ANTONIO R. NARANJO-EL DEBATE
  • España también avanza en la deriva populista: cuantos más pobres haya, más votos tendrá Sánchez
Muchos se sorprenden de que Argentina, donde profesionales muy cualificados ganan 300 euros al mes y pierden 60 en la siguiente nómina por el repunte cruel de la inflación, haya votado continuidad, a la espera de que una segunda vuelta confirme la victoria del peronismo o resucite a Milei, un provocador sin límites que irrumpió gracias a esa actitud pero también puede naufragar por ella.
Pero si alguien debe entender aquello es un español.
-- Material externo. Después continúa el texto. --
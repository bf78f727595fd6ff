//! # Glitcher Core Library
//!
//! Drives a voltage/clock fault-injection ("glitching") FPGA over a serial
//! link and sweeps its parameter space:
//! - Wire protocol encoder for mode bytes and glitch parameter packets
//! - Combo sources (grid, seeded random subset, explicit list)
//! - Device session sequencing reset, config, trigger and result reads
//! - Sweep controller with per-combo repeats and transient fault recovery
//! - JSON-lines result recording
//!
//! ## Example
//!
//! ```rust,no_run
//! use glitcher_core::{
//!     run_sweep, DeviceSession, GridSweep, JsonLinesSink, ParamRange, SerialChannel,
//!     SerialConfig, SessionConfig,
//! };
//! use std::sync::atomic::AtomicBool;
//! use std::sync::Arc;
//!
//! #[tokio::main]
//! async fn main() -> anyhow::Result<()> {
//!     let channel = SerialChannel::open(SerialConfig::new("/dev/ttyUSB0", 28800))?;
//!     let mut session = DeviceSession::new(channel, SessionConfig::new().crowbar(true));
//!     let mut sink = JsonLinesSink::open("params.log")?;
//!
//!     let grid = GridSweep::new(
//!         ParamRange::single(0),
//!         ParamRange::new(100, 2000).step(10),
//!         ParamRange::new(1, 20),
//!     )?;
//!
//!     let cancel = Arc::new(AtomicBool::new(false));
//!     let summary = run_sweep(&mut session, &mut sink, &grid, cancel).await?;
//!     println!("{}", summary);
//!     Ok(())
//! }
//! ```

#![warn(missing_docs)]
#![warn(clippy::all)]
#![warn(clippy::pedantic)]
#![allow(clippy::module_name_repetitions)]

pub mod cli;
pub mod config;
pub mod core;

// Re-exports for convenience
pub use crate::cli::{CliResult, ExitCodes};
pub use crate::config::AppConfig;
pub use crate::core::combo::{Combo, ComboList, ComboSource, GridSweep, ParamRange, RandomSweep};
pub use crate::core::error::GlitchError;
pub use crate::core::protocol::{encode_config_packet, encode_mode, ModeFlags};
pub use crate::core::results::{JsonLinesSink, MemorySink, ResultRecord, ResultSink, RunResult};
pub use crate::core::session::{DeviceSession, SessionConfig};
pub use crate::core::sweep::{
    run_sweep, AttemptOutcome, SkipReason, StopReason, SweepController, SweepSummary,
};
pub use crate::core::transport::{
    Channel, HitPredicate, SerialChannel, SerialConfig, SimulatedDevice, TransportError,
};

/// Library version
pub const VERSION: &str = env!("CARGO_PKG_VERSION");

/// Library name
pub const NAME: &str = env!("CARGO_PKG_NAME");
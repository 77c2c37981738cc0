use thiserror::Error;

#[derive(Debug, Error)]
pub enum MachineError {
    #[error("training corpus is empty")]
    EmptyCorpus,

    #[error("palette {palette}, entry {entry}: {reason}")]
    InvalidRecord {
        palette: usize,
        entry: usize,
        reason: String,
    },

    #[error("entry {entry}: {reason}")]
    InvalidEntry { entry: usize, reason: String },

    #[error("palette has no colors")]
    EmptyPalette,

    #[error("feature vector has {actual} slots, map was trained on {expected}")]
    SchemaMismatch { expected: usize, actual: usize },

    #[error("cannot synthesize a palette from an empty bucket")]
    EmptyBucket,

    #[error("invalid configuration: {0}")]
    InvalidConfig(String),

    #[error("corpus is not valid JSON: {0}")]
    Json(#[from] serde_json::Error),
}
Porque España también gira hacia el asistencialismo y la intervención, la fórmula que genera ciudadanos atemorizados por las crisis que, para ir tirando, mira hacia aquel que presuntamente va a atender mejor sus mínimos vitales, insuficientes para llevar una vida próspera pero válidos para sobrevivir.
La pobreza es un negocio político, un enorme generador de votantes sumisos que al principio entregan su voluntad electoral por interés y al final, cuando se acostumbran a ese estatus, lo hacen también por pereza.
Las democracias mueren y los países prósperos se arruinan cuando la política descubre una fórmula sobrecogedora pero útil de prosperar: generar problemas y buscarle luego cuidados paliativos, en la dosis suficiente para que le salgan sus cuentas electorales sin que le cuadren ya nunca a sus clientes rendidos los números.
Hace tiempo que Sánchez cogió las recetas de Pablo Iglesias, aprendidas en sus largos años de asesor en Latinoamérica, y las perfeccionó, con el toque doméstico aprendido y aplicado durante décadas en Andalucía: quitarle casi todo a la mitad de España para darle lo justo a la otra mitad, procurando siempre que su porción del pastel demoscópico sumara al menos un voto más que la otra.
Las consecuencias son evidentes: suben la deuda y el déficit; se prioriza el funcionariado como salida laboral; se hunden la renta disponible y el Producto Interior Bruto y se transforma el estado de bienestar en un proveedor de limosnas incompatibles con la consolidación de una sociedad próspera pero espléndidas para acabar con la autonomía y la libertad del ser humano.
Todas las propuestas económicas de Sánchez, y no digamos de Yolanda Díaz, venden la misma idea lamentable de que todo el mundo puede vivir del Estado, aunque es el Estado quien vive de todo el mundo, generando con ello sociedades perezosas, sin criterio, seguidistas y acríticas, que son el producto perfecto para políticos como ellos.
El peor frentismo implantado en estos años de sanchismo es el que ha dividido a España entre pagadores y cobradores, pues condena a los primeros al esfuerzo y la confiscación y obliga a los segundos a respaldar esa terrible dicotomía para poder vivir del cuento, aunque sea a duras penas.
Ahora el Gobierno disfuncional plantea creación de empleo público, reducir la jornada laboral, subir los impuestos al trabajo y a la iniciativa empresarial y perfeccionar el sistema de pagas con todo ello, en una renuncia clamorosa a la riqueza que es, a la vez, una apuesta imbatible por su propia continuidad. Porque si los pobres son sus votantes más fieles, ¿qué otra cosa si no pobres necesita generar en España?